ATI RN
ATI RN Exit Exam 2023
1. A nurse is providing discharge teaching to a client who has hypertension about monitoring blood pressure at home. Which of the following instructions should the nurse include?
- A. Use a cuff that is too loose for the arm.
- B. Place the cuff over clothing.
- C. Sit quietly for 5 minutes before measuring your blood pressure.

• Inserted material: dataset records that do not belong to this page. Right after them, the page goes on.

//! Front-end contract.
//!
//! Parsing and type checking are not done here. A [`Frontend`] is handed the
//! entry patterns and a [`LoadConfig`] and returns every package of the
//! import closure, each with:
//! - canonical path, id and declared name
//! - module reference (path plus source directory, when known)
//! - syntax trees of its files, positioned in the shared [`FileSet`]
//! - a symbol table resolving defining identifiers ([`TypesInfo`])
//! - the errors hit while loading it (any error is fatal to graph
//!   construction)
//!
//! A front end may also evaluate expressions in a package's scope
//! ([`Frontend::eval`]); the default implementation reports it unsupported.
//!
//! [`fixture::MemoryFrontend`] is an in-memory implementation used by tests.

pub mod fixture;
pub mod syntax;

use std::collections::{BTreeMap, BTreeSet};
use std::fmt;
use std::path::PathBuf;
use std::sync::Arc;

use serde::{Deserialize, Serialize};
use thiserror::Error;

use pkgreg_core::node::Ident;
use pkgreg_core::position::{FileSet, Pos};
use pkgreg_core::types::{ConstValue, ModuleInfo, Symbol, Type};

use crate::config::LoadConfig;
use syntax::SourceFile;

// ============================================================================
// Error Types
// ============================================================================

/// Errors a front end reports for a whole load.
#[derive(Debug, Error)]
pub enum FrontendError {
    #[error("no packages matched {patterns:?}")]
    NoPackages { patterns: Vec<String> },

    #[error("IO error: {0}")]
    Io(#[from] std::io::Error),

    #[error("JSON error: {0}")]
    Json(#[from] serde_json::Error),

    #[error("{operation} is not supported by this front end")]
    Unsupported { operation: &'static str },

    #[error("eval {expr:?}: {message}")]
    Eval { expr: String, message: String },

    #[error("{message}")]
    Other { message: String },
}

impl FrontendError {
    pub fn other(message: impl Into<String>) -> Self {
        FrontendError::Other {
            message: message.into(),
        }
    }

    pub fn eval(expr: impl Into<String>, message: impl Into<String>) -> Self {
        FrontendError::Eval {
            expr: expr.into(),
            message: message.into(),
        }
    }
}

/// An error attached to one package (parse, type or list error).
#[derive(Debug, Clone, PartialEq, Eq, Serialize, Deserialize)]
pub struct PackageError {
    /// `file:line:col`, when known.
    #[serde(default, skip_serializing_if = "Option::is_none")]
    pub pos: Option<String>,
    pub msg: String,
}

impl PackageError {
    pub fn new(msg: impl Into<String>) -> Self {
        PackageError {
            pos: None,
            msg: msg.into(),
        }
    }

    pub fn at(mut self, pos: impl Into<String>) -> Self {
        self.pos = Some(pos.into());
        self
    }
}

impl fmt::Display for PackageError {
    fn fmt(&self, f: &mut fmt::Formatter<'_>) -> fmt::Result {
        match &self.pos {
            Some(pos) => write!(f, "{}: {}", pos, self.msg),
            None => write!(f, "{}", self.msg),
        }
    }
}

// ============================================================================
// Loaded Data
// ============================================================================

/// Symbol table of one package.
#[derive(Debug, Clone, Default, PartialEq, Serialize, Deserialize)]
pub struct TypesInfo {
    /// Defining identifier position to the symbol it declares.
    #[serde(default)]
    pub defs: BTreeMap<Pos, Symbol>,
}

impl TypesInfo {
    pub fn define(&mut self, ident: &Ident, symbol: Symbol) {
        self.defs.insert(ident.pos(), symbol);
    }

    /// Symbol declared by `ident`.
    pub fn object_of(&self, ident: &Ident) -> Option<&Symbol> {
        self.defs.get(&ident.pos())
    }
}

/// Type of an evaluated expression, plus its value when it is constant.
#[derive(Debug, Clone, PartialEq, Serialize, Deserialize)]
pub struct TypeAndValue {
    pub ty: Type,
    #[serde(default, skip_serializing_if = "Option::is_none")]
    pub value: Option<ConstValue>,
}

impl TypeAndValue {
    /// Type and value of the symbol a name resolves to.
    pub fn of_symbol(symbol: &Symbol) -> Self {
        match symbol {
            Symbol::Const(c) => TypeAndValue {
                ty: c.ty.clone(),
                value: Some(c.value.clone()),
            },
            Symbol::TypeName(t) => TypeAndValue {
                ty: t.ty.clone(),
                value: None,
            },
            Symbol::Func(f) => TypeAndValue {
                ty: Type::Func {
                    signature: Box::new(f.signature.clone()),
                },
                value: None,
            },
            Symbol::Var { ty, .. } => TypeAndValue {
                ty: ty.clone(),
                value: None,
            },
        }
    }
}

/// One package as loaded by the front end.
#[derive(Debug, Clone, PartialEq, Serialize, Deserialize)]
pub struct SourcePackage {
    /// Unique id; differs from `path` for test variants.
    pub id: String,
    /// Canonical import path.
    pub path: String,
    /// Declared package name.
    pub name: String,
    /// Directory holding the package's files.
    #[serde(default)]
    pub dir: Option<PathBuf>,
    #[serde(default)]
    pub module: Option<ModuleInfo>,
    /// Import paths of the packages this one imports.
    #[serde(default)]
    pub imports: BTreeSet<String>,
    #[serde(default)]
    pub files: Vec<SourceFile>,
    #[serde(default)]
    pub info: TypesInfo,
    #[serde(default)]
    pub errors: Vec<PackageError>,
}

impl SourcePackage {
    pub fn new(path: impl Into<String>, name: impl Into<String>) -> Self {
        let path = path.into();
        SourcePackage {
            id: path.clone(),
            path,
            name: name.into(),
            dir: None,
            module: None,
            imports: BTreeSet::new(),
            files: Vec::new(),
            info: TypesInfo::default(),
            errors: Vec::new(),
        }
    }
}

// ============================================================================
// Frontend
// ============================================================================

/// What to load.
#[derive(Debug, Clone, Copy)]
pub struct LoadRequest<'a> {
    pub patterns: &'a [String],
    pub config: &'a LoadConfig,
    /// File set every returned position must belong to.
    pub fileset: &'a Arc<FileSet>,
}

/// Result of a load.
#[derive(Debug, Clone, Default)]
pub struct LoadedPackages {
    /// Paths of the packages matched by the patterns.
    pub roots: Vec<String>,
    /// Every package of the import closure, roots included.
    pub packages: Vec<SourcePackage>,
}

/// A parser and type checker for the source language.
pub trait Frontend: Send + Sync {
    fn load(&self, request: &LoadRequest<'_>) -> Result<LoadedPackages, FrontendError>;

    /// Evaluate the expression `expr` in the scope of `package` at `pos`.
    ///
    /// `expr` only holds bare identifiers; qualified references arrive
    /// wrapped (see [`crate::wrap`]).
    fn eval(
        &self,
        package: &SourcePackage,
        pos: Pos,
        expr: &str,
    ) -> Result<TypeAndValue, FrontendError> {
        let _ = (package, pos, expr);
        Err(FrontendError::Unsupported { operation: "eval" })
    }
}

impl<T: Frontend + ?Sized> Frontend for &T {
    fn load(&self, request: &LoadRequest<'_>) -> Result<LoadedPackages, FrontendError> {
        (**self).load(request)
    }

    fn eval(
        &self,
        package: &SourcePackage,
        pos: Pos,
        expr: &str,
    ) -> Result<TypeAndValue, FrontendError> {
        (**self).eval(package, pos, expr)
    }
}

impl<T: Frontend + ?Sized> Frontend for Arc<T> {
    fn load(&self, request: &LoadRequest<'_>) -> Result<LoadedPackages, FrontendError> {
        (**self).load(request)
    }

    fn eval(
        &self,
        package: &SourcePackage,
        pos: Pos,
        expr: &str,
    ) -> Result<TypeAndValue, FrontendError> {
        (**self).eval(package, pos, expr)
    }
}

- D. Use the same arm for each reading.
Correct answer: C
Rationale: The correct answer is to instruct the client to sit quietly for 5 minutes before measuring their blood pressure. This allows the body to relax and stabilize, leading to a more accurate reading. Choice A is incorrect because using a cuff that is too loose can result in inaccurate readings. Choice B is incorrect as the cuff should be placed directly on the bare skin. Choice D is incorrect as using the same arm for each reading is important for consistency in monitoring, but sitting quietly before measuring is crucial for accuracy.
2. What is the best intervention for a patient experiencing respiratory distress?
- A. Administer oxygen
- B. Administer bronchodilators
- C. Administer IV fluids
- D. Reposition the patient
Correct answer: A
Rationale: Administering oxygen is the best intervention for a patient experiencing respiratory distress because it helps improve oxygenation. Oxygen therapy is the initial and priority intervention to ensure an adequate oxygen supply to the body tissues. Administering bronchodilators (Choice B) may be appropriate for specific respiratory conditions like asthma or COPD but is not the first-line intervention in all cases of respiratory distress. Administering IV fluids (Choice C) is not a standard intervention for respiratory distress unless there is an underlying cause like dehydration. Repositioning the patient (Choice D) can aid in optimizing ventilation but is not the primary intervention for respiratory distress.
3. A nurse is preparing to administer an intermittent tube feeding to a client who has a gastrostomy tube. Which of the following actions should the nurse take?
- A. Flush the tube with 10 mL of water after feeding
- B. Flush the tube with 30 mL of water before feeding
- C. Place the client in a left lateral position
- D. Place the feeding bag 61 cm (24 in) above the client's abdomen
Correct answer: B
Rationale: The correct action for the nurse to take when preparing to administer an intermittent tube feeding to a client with a gastrostomy tube is to flush the tube with 30 mL of water before feeding. This step helps ensure the patency of the tube by clearing any blockages or residuals. Choice A is incorrect because flushing after feeding would not prevent clogging before the feeding. Choice C is unrelated to tube feeding administration. Choice D is incorrect as the height for the feeding bag is usually recommended to be at or below the level of the stomach to prevent complications like aspiration.
4. A nurse is caring for a client with Alzheimer's disease who wanders frequently. Which of the following interventions should the nurse include in the plan of care?
- A. Place the client in a well-lit area to reduce wandering.
- B. Ensure that the client wears an identification bracelet at all times.
- C. Keep the client's bed in the lowest position.
- D. Use physical restraints to prevent wandering.
Correct answer: B
Rationale: The correct answer is to ensure that the client wears an identification bracelet at all times. This intervention helps staff recognize clients who wander and ensures their safety. Placing the client in a well-lit area (Choice A) may be helpful in some cases but does not directly address the issue of wandering. Keeping the client's bed in the lowest position (Choice C) is important for fall prevention but is not directly related to wandering behavior. Using physical restraints (Choice D) is not recommended as the first-line intervention for wandering and should be avoided due to ethical concerns and potential risks.
5. A client has a new ileostomy. Which of the following actions should the nurse take?
- A. Apply a skin barrier around the stoma.
- B. Empty the pouch when it is one-third full.
- C. Change the entire pouching system weekly.
- D. Cleanse the peristomal skin with alcohol.
Correct answer: C
Rationale: Changing the entire pouching system weekly is essential for maintaining skin integrity and preventing infection. Option A is incorrect as applying a skin barrier should be done during the pouch change, not separately. Option B is incorrect as ileostomy pouches should be emptied when they are one-third to one-half full to prevent leakage. Option D is incorrect because cleansing the peristomal skin with alcohol can be too harsh and may cause skin irritation.